Structured note vehicles  Our involvement in structured note vehicles includes derivatives such as interest rate and currency swaps and investments in the vehicles' debt instruments. In limited circumstances, we entered into total return swaps taking on the risks and benefits of certain structured notes issued by unconsolidated VIEs. The same risks and benefits are passed on to third party entities through back-end total return swaps. We earn a spread for facilitating the transaction. Our maximum exposure to loss is the notional amount of the derivatives wrapping the structured notes. The maximum exposure to loss will occur in the unlikely scenario where the value of the structured notes is reduced to zero and, at the same time, the counterparty of the back-end swap defaults with zero recovery. In other situations, we hold credit default swaps with structured note issuing VIEs under which we receive credit protection on specified reference assets in exchange for the payment of a premium. Through these derivatives, the VIEs assume the credit risk associated with the reference assets which are then passed on to the holders of the debt instruments they issue. Because they create rather than absorb variability, the credit default swaps we hold are not considered variable interests. We record all investments in, and derivative contracts with, unconsolidated structured note vehicles at fair value on our consolidated balance sheet.
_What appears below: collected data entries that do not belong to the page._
//! Check-number command - phone number validation

use clap::Args;

use crate::domain::validate_phone_number;

/// Arguments for the check-number command
#[derive(Args, Clone)]
pub struct CheckNumberArgs {
    /// Phone number such as 040-123456
    pub number: String,
}

/// Print whether the number is valid; invalid numbers fail the command
pub fn run(args: CheckNumberArgs) -> anyhow::Result<()> {
    super::bootstrap();

    validate_phone_number(&args.number)?;
    println!("{} is a valid phone number", args.number);
    Ok(())
}
//! Domain layer - Entities, validation, normalization and statistics

pub mod blog;
pub mod error;
pub mod id;
pub mod normalize;
pub mod person;
pub mod record;
pub mod stats;
pub mod storage;
pub mod user;
pub mod validation;

pub use blog::{validate_blog, Blog, BlogView};
pub use error::{DomainError, ErrorClass};
pub use id::{IdError, RecordId};
pub use normalize::{normalize_document, normalize_documents, EntityKind, Normalize};
pub use person::{validate_person, Person, PersonView, PhonebookInfo};
pub use record::RecordMeta;
pub use stats::{
    favorite_blog, most_blogs, most_likes, sort_by_likes, total_likes, AuthorBlogCount,
    AuthorLikes, BlogMetrics, BlogStatistics, FavoriteBlog,
};
pub use storage::{Storage, StorageEntity, StorageKey};
pub use user::{validate_password, validate_username, User, UserRepository, UserView};
pub use validation::{
    is_valid_phone_number, validate_min_length, validate_phone_number, validate_required,
    FieldValidationError,
};
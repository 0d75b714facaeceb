//! Person service - CRUD operations for the phonebook

use std::sync::Arc;

use chrono::Utc;
use serde::Deserialize;

use crate::domain::person::MIN_NAME_LENGTH;
use crate::domain::storage::Storage;
use crate::domain::{
    validate_min_length, validate_person, validate_phone_number, validate_required, DomainError,
    Normalize, Person, PersonView, PhonebookInfo,
};

use super::parse_id;

/// Request to create a new phonebook entry
#[derive(Debug, Clone, Default, Deserialize)]
pub struct CreatePersonRequest {
    pub name: Option<String>,
    pub number: Option<String>,
}

/// Request to update an existing phonebook entry
#[derive(Debug, Clone, Default, Deserialize)]
pub struct UpdatePersonRequest {
    pub name: Option<String>,
    pub number: Option<String>,
}

/// Person service for CRUD operations
#[derive(Debug)]
pub struct PersonService<S: Storage<Person>> {
    storage: Arc<S>,
}

impl<S: Storage<Person>> PersonService<S> {
    /// Create a new PersonService with the given storage
    pub fn new(storage: Arc<S>) -> Self {
        Self { storage }
    }

    /// List all entries
    pub async fn list(&self) -> Result<Vec<PersonView>, DomainError> {
        let persons = self.storage.list().await?;
        Ok(persons.iter().map(Normalize::normalize).collect())
    }

    /// Get an entry by ID
    pub async fn get(&self, id: &str) -> Result<PersonView, DomainError> {
        let person_id = parse_id(id)?;

        self.storage
            .get(&person_id)
            .await?
            .map(|p| p.normalize())
            .ok_or_else(|| DomainError::not_found(format!("Person '{}' not found", id)))
    }

    /// Create a new entry
    pub async fn create(&self, request: CreatePersonRequest) -> Result<PersonView, DomainError> {
        let name = validate_required(request.name.as_deref(), "name")?;
        validate_min_length(name, MIN_NAME_LENGTH, "name")?;

        let number = validate_required(request.number.as_deref(), "number")?;
        validate_phone_number(number)?;

        let person = self.storage.insert(Person::new(name, number)).await?;
        Ok(person.normalize())
    }

    /// Update an existing entry
    pub async fn update(
        &self,
        id: &str,
        request: UpdatePersonRequest,
    ) -> Result<PersonView, DomainError> {
        let person_id = parse_id(id)?;

        let mut person = self
            .storage
            .get(&person_id)
            .await?
            .ok_or_else(|| DomainError::not_found(format!("Person '{}' not found", id)))?;

        if let Some(name) = request.name {
            person.set_name(name);
        }

        if let Some(number) = request.number {
            person.set_number(number);
        }

        validate_person(person.name(), person.number())?;
        person.touch();

        // the entry may have been removed since it was read
        let person = self
            .storage
            .replace(person)
            .await?
            .ok_or_else(|| DomainError::not_found(format!("Person '{}' not found", id)))?;

        Ok(person.normalize())
    }

    /// Delete an entry by ID, returns false if it was already gone
    pub async fn delete(&self, id: &str) -> Result<bool, DomainError> {
        let person_id = parse_id(id)?;
        self.storage.delete(&person_id).await
    }

    /// Find the first entry with exactly this name
    pub async fn find_by_name(&self, name: &str) -> Result<Option<PersonView>, DomainError> {
        let persons = self.storage.list().await?;

        Ok(persons
            .iter()
            .find(|p| p.name() == name)
            .map(Normalize::normalize))
    }

    /// Entries whose name contains the filter, ignoring case
    pub async fn search(&self, filter: &str) -> Result<Vec<PersonView>, DomainError> {
        let needle = filter.to_lowercase();
        let persons = self.storage.list().await?;

        Ok(persons
            .iter()
            .filter(|p| p.name().to_lowercase().contains(&needle))
            .map(Normalize::normalize)
            .collect())
    }

    /// Add an entry, or replace the number of an existing entry with the same name
    pub async fn add_or_update_number(
        &self,
        request: CreatePersonRequest,
    ) -> Result<PersonView, DomainError> {
        let existing = match request.name.as_deref() {
            Some(name) => self.find_by_name(name).await?,
            None => None,
        };

        match existing {
            Some(person) => {
                self.update(
                    person.id.as_str(),
                    UpdatePersonRequest {
                        name: None,
                        number: request.number,
                    },
                )
                .await
            }
            None => self.create(request).await,
        }
    }

    /// Number of entries and when the count was taken
    pub async fn info(&self) -> Result<PhonebookInfo, DomainError> {
        Ok(PhonebookInfo {
            entries: self.storage.count().await?,
            generated_at: Utc::now(),
        })
    }
}
//! Blog list statistics
//!
//! Pure reductions over an ordered sequence of blogs. Every function is a
//! single left-to-right pass carrying a running best candidate, so ties are
//! always won by whatever was seen first.

use std::collections::HashMap;

use serde::{Deserialize, Serialize};

use super::blog::{Blog, BlogView};

/// Read access to the blog fields the statistics look at
pub trait BlogMetrics {
    fn title(&self) -> &str;
    fn author(&self) -> Option<&str>;
    fn likes(&self) -> u64;
}

impl BlogMetrics for Blog {
    fn title(&self) -> &str {
        Blog::title(self)
    }

    fn author(&self) -> Option<&str> {
        Blog::author(self)
    }

    fn likes(&self) -> u64 {
        Blog::likes(self)
    }
}

impl BlogMetrics for BlogView {
    fn title(&self) -> &str {
        &self.title
    }

    fn author(&self) -> Option<&str> {
        self.author.as_deref()
    }

    fn likes(&self) -> u64 {
        self.likes
    }
}

impl<T: BlogMetrics + ?Sized> BlogMetrics for &T {
    fn title(&self) -> &str {
        (**self).title()
    }

    fn author(&self) -> Option<&str> {
        (**self).author()
    }

    fn likes(&self) -> u64 {
        (**self).likes()
    }
}

/// The most liked blog, reduced to its headline fields
#[derive(Debug, Clone, PartialEq, Eq, Serialize, Deserialize)]
pub struct FavoriteBlog {
    pub title: String,
    #[serde(skip_serializing_if = "Option::is_none")]
    pub author: Option<String>,
    pub likes: u64,
}

/// Author with the most blogs
#[derive(Debug, Clone, PartialEq, Eq, Serialize, Deserialize)]
pub struct AuthorBlogCount {
    pub author: String,
    pub blogs: usize,
}

/// Author with the most likes across their blogs
#[derive(Debug, Clone, PartialEq, Eq, Serialize, Deserialize)]
pub struct AuthorLikes {
    pub author: String,
    pub likes: u64,
}

/// Sum of likes across all blogs, saturating at `u64::MAX`
pub fn total_likes<B: BlogMetrics>(blogs: &[B]) -> u64 {
    blogs
        .iter()
        .fold(0u64, |total, blog| total.saturating_add(blog.likes()))
}

/// The blog with the most likes, `None` for an empty list
pub fn favorite_blog<B: BlogMetrics>(blogs: &[B]) -> Option<FavoriteBlog> {
    let favorite = blogs.iter().fold(None::<&B>, |best, blog| match best {
        Some(current) if blog.likes() <= current.likes() => Some(current),
        _ => Some(blog),
    })?;

    Some(FavoriteBlog {
        title: favorite.title().to_string(),
        author: favorite.author().map(str::to_string),
        likes: favorite.likes(),
    })
}

/// Author with the most blogs, `None` when no blog names an author
pub fn most_blogs<B: BlogMetrics>(blogs: &[B]) -> Option<AuthorBlogCount> {
    let (author, count) = leading_author(blogs, |_| 1)?;

    Some(AuthorBlogCount {
        author: author.to_string(),
        blogs: count as usize,
    })
}

/// Author with the most total likes, `None` when no blog names an author
pub fn most_likes<B: BlogMetrics>(blogs: &[B]) -> Option<AuthorLikes> {
    let (author, likes) = leading_author(blogs, |blog| blog.likes())?;

    Some(AuthorLikes {
        author: author.to_string(),
        likes,
    })
}

/// Blogs ordered by likes, most liked first; equal likes keep input order
pub fn sort_by_likes<B: BlogMetrics>(blogs: &[B]) -> Vec<&B> {
    let mut sorted: Vec<&B> = blogs.iter().collect();
    sorted.sort_by(|a, b| b.likes().cmp(&a.likes()));
    sorted
}

/// Accumulate a per-author score and track the leader in the same pass
///
/// The leader only changes when an author's running score strictly exceeds
/// the current leader's, so the first author to reach the maximum keeps it.
fn leading_author<B, F>(blogs: &[B], score: F) -> Option<(&str, u64)>
where
    B: BlogMetrics,
    F: Fn(&B) -> u64,
{
    let mut totals: HashMap<&str, u64> = HashMap::new();

    blogs
        .iter()
        .filter_map(|blog| blog.author().map(|author| (author, score(blog))))
        .fold(None, |leader, (author, points)| {
            let total = totals.entry(author).or_insert(0);
            *total = total.saturating_add(points);

            match leader {
                Some((_, best)) if *total <= best => leader,
                _ => Some((author, *total)),
            }
        })
}

/// All statistics for a blog list in one value
#[derive(Debug, Clone, PartialEq, Eq, Serialize, Deserialize)]
#[serde(rename_all = "camelCase")]
pub struct BlogStatistics {
    pub blogs: usize,
    pub total_likes: u64,
    pub favorite_blog: Option<FavoriteBlog>,
    pub most_blogs: Option<AuthorBlogCount>,
    pub most_likes: Option<AuthorLikes>,
}

impl BlogStatistics {
    pub fn compute<B: BlogMetrics>(blogs: &[B]) -> Self {
        Self {
            blogs: blogs.len(),
            total_likes: total_likes(blogs),
            favorite_blog: favorite_blog(blogs),
            most_blogs: most_blogs(blogs),
            most_likes: most_likes(blogs),
        }
    }
}
//! Error types for site fetching.

use thiserror::Error;

/// Errors raised while talking to a CTF site.
#[derive(Debug, Error)]
pub enum SiteError {
    /// Connection or protocol failure.
    #[error("Network error: {0}")]
    Network(String),

    /// Request timed out.
    #[error("Request timed out: {0}")]
    Timeout(String),

    /// Unexpected HTTP status.
    #[error("HTTP {status} from {url}")]
    Status {
        /// Response status code.
        status: u16,
        /// Requested URL.
        url: String,
    },

    /// Login did not produce a session.
    #[error("Login failed: {0}")]
    Login(String),

    /// Client construction or other local failure.
    #[error("Internal error: {0}")]
    Internal(String),
}

impl SiteError {
    /// Whether a retry may succeed.
    pub fn is_transient(&self) -> bool {
        match self {
            SiteError::Network(_) | SiteError::Timeout(_) => true,
            SiteError::Status { status, .. } => *status == 429 || (500..600).contains(status),
            SiteError::Login(_) | SiteError::Internal(_) => false,
        }
    }
}

impl From<reqwest::Error> for SiteError {
    fn from(err: reqwest::Error) -> Self {
        if err.is_timeout() {
            SiteError::Timeout(err.to_string())
        } else if let Some(status) = err.status() {
            SiteError::Status {
                status: status.as_u16(),
                url: err.url().map(|u| u.to_string()).unwrap_or_default(),
            }
        } else {
            SiteError::Network(err.to_string())
        }
    }
}

/// Result type for site operations.
pub type SiteResult<T> = std::result::Result<T, SiteError>;
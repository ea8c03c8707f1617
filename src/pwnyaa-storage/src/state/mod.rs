//! Contest/membership state and its persistence.
//!
//! # Module Structure
//!
//! - [`types`] - Document types and the pure mutation rules
//! - [`store`] - Lock-guarded owner that persists after every mutation

mod store;
mod types;

pub use store::StateStore;
pub use types::{AliasMatch, Contest, ContestSeed, Linked, State, Upserted, User};
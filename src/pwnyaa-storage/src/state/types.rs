//! State document types.
//!
//! Field names serialize in camelCase so documents written by earlier
//! versions of the bot load unchanged.

use std::str::FromStr;

use serde::{Deserialize, Serialize};

/// A Slack user's link to a CTF-site account.
#[derive(Debug, Clone, PartialEq, Eq, Serialize, Deserialize)]
#[serde(rename_all = "camelCase")]
pub struct User {
    /// Slack user id.
    pub slack_id: String,
    /// Account id on the CTF site; empty means registered but not linked.
    #[serde(default)]
    pub id_ctf: String,
}

impl User {
    /// Create a membership record.
    pub fn new(slack_id: impl Into<String>, id_ctf: impl Into<String>) -> Self {
        Self {
            slack_id: slack_id.into(),
            id_ctf: id_ctf.into(),
        }
    }

    /// Whether this record points at a CTF-site account.
    pub fn is_linked(&self) -> bool {
        !self.id_ctf.is_empty()
    }
}

/// A tracked CTF site.
#[derive(Debug, Clone, PartialEq, Eq, Serialize, Deserialize)]
#[serde(rename_all = "camelCase")]
pub struct Contest {
    pub id: u32,
    #[serde(default)]
    pub url: String,
    pub title: String,
    #[serde(default)]
    pub alias: Vec<String>,
    /// Challenge count observed on the last refresh.
    #[serde(default)]
    pub num_challs: usize,
    #[serde(default)]
    pub joining_users: Vec<User>,
}

impl Contest {
    /// Whether one of the aliases matches `name`.
    pub fn has_alias(&self, name: &str, mode: AliasMatch) -> bool {
        self.alias.iter().any(|alias| mode.matches(alias, name))
    }

    /// Whether `name` matches an alias or the title.
    pub fn is_named(&self, name: &str, mode: AliasMatch) -> bool {
        self.has_alias(name, mode) || mode.matches(&self.title, name)
    }

    /// Membership record of a Slack user, if any.
    pub fn member(&self, slack_id: &str) -> Option<&User> {
        self.joining_users.iter().find(|u| u.slack_id == slack_id)
    }

    /// First alias, falling back to the title.
    pub fn short_name(&self) -> &str {
        self.alias.first().map(String::as_str).unwrap_or(&self.title)
    }
}

/// Root aggregate persisted as one JSON document.
#[derive(Debug, Clone, Default, PartialEq, Eq, Serialize, Deserialize)]
pub struct State {
    /// Every Slack user that ever issued a resolvable `join`.
    #[serde(default)]
    pub users: Vec<User>,
    #[serde(default)]
    pub contests: Vec<Contest>,
}

/// Fresh snapshot of a site used to create or refresh its contest record.
#[derive(Debug, Clone, PartialEq, Eq)]
pub struct ContestSeed {
    pub id: u32,
    pub title: String,
    pub url: String,
    /// Alias given to a contest created from this seed.
    pub default_alias: String,
    pub num_challs: usize,
}

impl ContestSeed {
    pub fn new(
        id: u32,
        title: impl Into<String>,
        url: impl Into<String>,
        default_alias: impl Into<String>,
        num_challs: usize,
    ) -> Self {
        Self {
            id,
            title: title.into(),
            url: url.into(),
            default_alias: default_alias.into(),
            num_challs,
        }
    }
}

/// Outcome of [`State::upsert_contest`].
#[derive(Debug, Clone, Copy, PartialEq, Eq)]
pub enum Upserted {
    Inserted,
    Updated,
}

/// Outcome of [`State::link_user`].
#[derive(Debug, Clone, Copy, PartialEq, Eq)]
pub enum Linked {
    /// A new membership record was appended.
    Added,
    /// The existing record's `idCtf` was overwritten.
    Updated,
}

/// How contest names given in chat are compared with aliases and titles.
#[derive(Debug, Clone, Copy, Default, PartialEq, Eq)]
pub enum AliasMatch {
    /// Byte-for-byte equality.
    #[default]
    Exact,
    /// Equality after trimming and Unicode lowercasing.
    CaseInsensitive,
}

impl AliasMatch {
    pub fn matches(self, candidate: &str, query: &str) -> bool {
        match self {
            AliasMatch::Exact => candidate == query,
            AliasMatch::CaseInsensitive => {
                candidate.trim().to_lowercase() == query.trim().to_lowercase()
            }
        }
    }
}

impl FromStr for AliasMatch {
    type Err = String;

    fn from_str(s: &str) -> Result<Self, Self::Err> {
        match s.to_ascii_lowercase().as_str() {
            "exact" => Ok(AliasMatch::Exact),
            "case-insensitive" | "case_insensitive" | "insensitive" => {
                Ok(AliasMatch::CaseInsensitive)
            }
            other => Err(format!(
                "unknown alias match mode '{}', expected 'exact' or 'case-insensitive'",
                other
            )),
        }
    }
}

impl State {
    /// Insert a contest for the seed, or refresh the existing one's count.
    ///
    /// Lookup is by title. An existing record keeps its id, aliases and
    /// members; only `url` and `num_challs` are written back.
    pub fn upsert_contest(&mut self, seed: &ContestSeed) -> Upserted {
        match self.contests.iter_mut().find(|c| c.title == seed.title) {
            Some(contest) => {
                contest.num_challs = seed.num_challs;
                contest.url = seed.url.clone();
                Upserted::Updated
            }
            None => {
                self.contests.push(Contest {
                    id: seed.id,
                    url: seed.url.clone(),
                    title: seed.title.clone(),
                    alias: vec![seed.default_alias.clone()],
                    num_challs: seed.num_challs,
                    joining_users: Vec::new(),
                });
                Upserted::Inserted
            }
        }
    }

    /// Link `slack_id` to `id_ctf` in contest `contest_id`.
    ///
    /// Overwrites the existing record for the user or appends a new one, so
    /// there is at most one record per (contest, user). Returns `None` when
    /// the contest is not tracked.
    pub fn link_user(&mut self, contest_id: u32, slack_id: &str, id_ctf: &str) -> Option<Linked> {
        let contest = self.contests.iter_mut().find(|c| c.id == contest_id)?;

        match contest
            .joining_users
            .iter_mut()
            .find(|u| u.slack_id == slack_id)
        {
            Some(user) => {
                user.id_ctf = id_ctf.to_string();
                Some(Linked::Updated)
            }
            None => {
                contest.joining_users.push(User::new(slack_id, id_ctf));
                Some(Linked::Added)
            }
        }
    }

    /// Add the user to the global registry; `false` if already present.
    pub fn register_user(&mut self, slack_id: &str) -> bool {
        if self.users.iter().any(|u| u.slack_id == slack_id) {
            return false;
        }
        self.users.push(User::new(slack_id, ""));
        true
    }

    /// Contest whose alias or title matches `name`.
    pub fn find_contest(&self, name: &str, mode: AliasMatch) -> Option<&Contest> {
        self.contests.iter().find(|c| c.is_named(name, mode))
    }

    /// The caller's membership in a contest whose alias matches `name`.
    pub fn find_membership(
        &self,
        slack_id: &str,
        name: &str,
        mode: AliasMatch,
    ) -> Option<(&Contest, &User)> {
        self.contests
            .iter()
            .filter(|c| c.has_alias(name, mode))
            .find_map(|c| c.member(slack_id).map(|u| (c, u)))
    }
}
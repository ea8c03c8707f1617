//! Outgoing message content.

use serde::{Deserialize, Serialize};

/// Content of a `chat.postMessage` call.
#[derive(Debug, Clone, Default, PartialEq, Eq, Serialize, Deserialize)]
pub struct SlackMessageContent {
    /// Message text (mrkdwn).
    pub text: String,
    /// Thread timestamp (for replies).
    #[serde(skip_serializing_if = "Option::is_none")]
    pub thread_ts: Option<String>,
    /// Display name override.
    #[serde(skip_serializing_if = "Option::is_none")]
    pub username: Option<String>,
    /// Icon emoji override, e.g. `:pwn:`.
    #[serde(skip_serializing_if = "Option::is_none")]
    pub icon_emoji: Option<String>,
}

impl SlackMessageContent {
    /// Create message content with the given text.
    pub fn new(text: impl Into<String>) -> Self {
        Self {
            text: text.into(),
            ..Default::default()
        }
    }

    /// Set thread timestamp (for replies).
    pub fn in_thread(mut self, thread_ts: impl Into<String>) -> Self {
        self.thread_ts = Some(thread_ts.into());
        self
    }

    /// Post under a custom name and emoji icon.
    pub fn with_identity(mut self, username: impl Into<String>, icon_emoji: impl Into<String>) -> Self {
        self.username = Some(username.into());
        self.icon_emoji = Some(icon_emoji.into());
        self
    }

    /// Build the JSON body for `chat.postMessage`.
    pub fn to_payload(&self, channel: &str) -> serde_json::Value {
        let mut payload = serde_json::json!({
            "channel": channel,
            "text": self.text,
        });
        if let Some(thread_ts) = &self.thread_ts {
            payload["thread_ts"] = serde_json::json!(thread_ts);
        }
        if let Some(username) = &self.username {
            payload["username"] = serde_json::json!(username);
        }
        if let Some(icon_emoji) = &self.icon_emoji {
            payload["icon_emoji"] = serde_json::json!(icon_emoji);
        }
        payload
    }
}
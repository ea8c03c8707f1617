//! Configuration for the Slack boundary.
//!
//! Tokens are loaded from environment variables and held as secrets so
//! they never show up in logs or `Debug` output.

use secrecy::{ExposeSecret, SecretString};
use tracing::warn;

use crate::error::{SlackError, SlackResult};

/// Default Slack Web API base URL.
pub const DEFAULT_API_BASE_URL: &str = "https://slack.com/api";

/// Configuration for the Slack connection.
#[derive(Clone)]
pub struct SlackConfig {
    /// Bot OAuth token (xoxb-...).
    bot_token: SecretString,
    /// App-level token for Socket Mode (xapp-...).
    app_token: SecretString,
    /// Web API base URL, overridable for tests.
    api_base_url: String,
}

impl std::fmt::Debug for SlackConfig {
    fn fmt(&self, f: &mut std::fmt::Formatter<'_>) -> std::fmt::Result {
        f.debug_struct("SlackConfig")
            .field("bot_token", &"[REDACTED]")
            .field("app_token", &"[REDACTED]")
            .field("api_base_url", &self.api_base_url)
            .finish()
    }
}

impl SlackConfig {
    /// Create a new configuration with required tokens.
    pub fn new(bot_token: impl Into<String>, app_token: impl Into<String>) -> Self {
        Self {
            bot_token: SecretString::new(bot_token.into().into()),
            app_token: SecretString::new(app_token.into().into()),
            api_base_url: DEFAULT_API_BASE_URL.to_string(),
        }
    }

    /// Point the Web API client at a different base URL.
    pub fn with_api_base_url(mut self, url: impl Into<String>) -> Self {
        self.api_base_url = url.into().trim_end_matches('/').to_string();
        self
    }

    /// Load configuration from environment variables.
    ///
    /// Required variables:
    /// - `SLACK_BOT_TOKEN`
    /// - `SLACK_APP_TOKEN`
    ///
    /// Optional:
    /// - `SLACK_API_BASE_URL`
    pub fn from_env() -> SlackResult<Self> {
        let bot_token = std::env::var("SLACK_BOT_TOKEN")
            .map_err(|_| SlackError::Config("SLACK_BOT_TOKEN not set".to_string()))?;

        let app_token = std::env::var("SLACK_APP_TOKEN")
            .map_err(|_| SlackError::Config("SLACK_APP_TOKEN not set".to_string()))?;

        if !bot_token.starts_with("xoxb-") {
            warn!("Bot token doesn't start with 'xoxb-', this may be incorrect");
        }
        if !app_token.starts_with("xapp-") {
            warn!("App token doesn't start with 'xapp-', this may be incorrect");
        }

        let mut config = Self::new(bot_token, app_token);
        if let Ok(url) = std::env::var("SLACK_API_BASE_URL") {
            config = config.with_api_base_url(url);
        }

        Ok(config)
    }

    /// Get the bot token.
    pub fn bot_token(&self) -> &str {
        self.bot_token.expose_secret()
    }

    /// Get the app token for Socket Mode.
    pub fn app_token(&self) -> &str {
        self.app_token.expose_secret()
    }

    /// Get the Web API base URL (no trailing slash).
    pub fn api_base_url(&self) -> &str {
        &self.api_base_url
    }

    /// Validate the configuration.
    pub fn validate(&self) -> SlackResult<()> {
        if self.bot_token.expose_secret().is_empty() {
            return Err(SlackError::Config("Bot token is empty".to_string()));
        }
        if self.app_token.expose_secret().is_empty() {
            return Err(SlackError::Config("App token is empty".to_string()));
        }

        if !self.bot_token.expose_secret().starts_with("xoxb-") {
            return Err(SlackError::Config(
                "Bot token must start with 'xoxb-'".to_string(),
            ));
        }
        if !self.app_token.expose_secret().starts_with("xapp-") {
            return Err(SlackError::Config(
                "App token must start with 'xapp-'".to_string(),
            ));
        }

        Ok(())
    }
}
Low income housing partnerships Separately from the low income housing LLP discussed above, we invest as a limited partner in low-income housing partnerships that operate qualified affordable housing projects and generate tax benefits, including federal low-income housing tax credits, for investors. The partnerships are deemed to be VIEs because they do not have sufficient equity investment at risk and are structured with non-substantive voting rights. We are not the primary beneficiary of the VIEs and do not consolidate them.
Our investment in low-income housing partnerships are recorded in other assets on the consolidated balance sheet. As a practical expedient, we amortize the investment in proportion to the allocated tax credits under the proportional amortization method of accounting. The maximum exposure to loss shown in the table above represents our recorded investment.
Beneficial interests issued by third-party sponsored securitization entities  We hold certain beneficial interests such as mortgage-backed securities issued by third party sponsored securitization entities which may be considered VIEs. The investments are transacted at arm's-length and decisions to invest are based on a credit analysis of the underlying collateral assets or the issuer. We are a passive investor in these issuers and do not have the power to direct the activities of these issuers. As such, we do not consolidate these securitization entities. Additionally, we do not have other involvements in servicing or managing the collateral assets or provide financial or liquidity support to these issuers which potentially give rise to risk of loss exposure. These investments are an integral part of the disclosure in Note 5, "Securities," and Note 27, "Fair Value Measurements," and, therefore, are not disclosed in this note to avoid redundancy.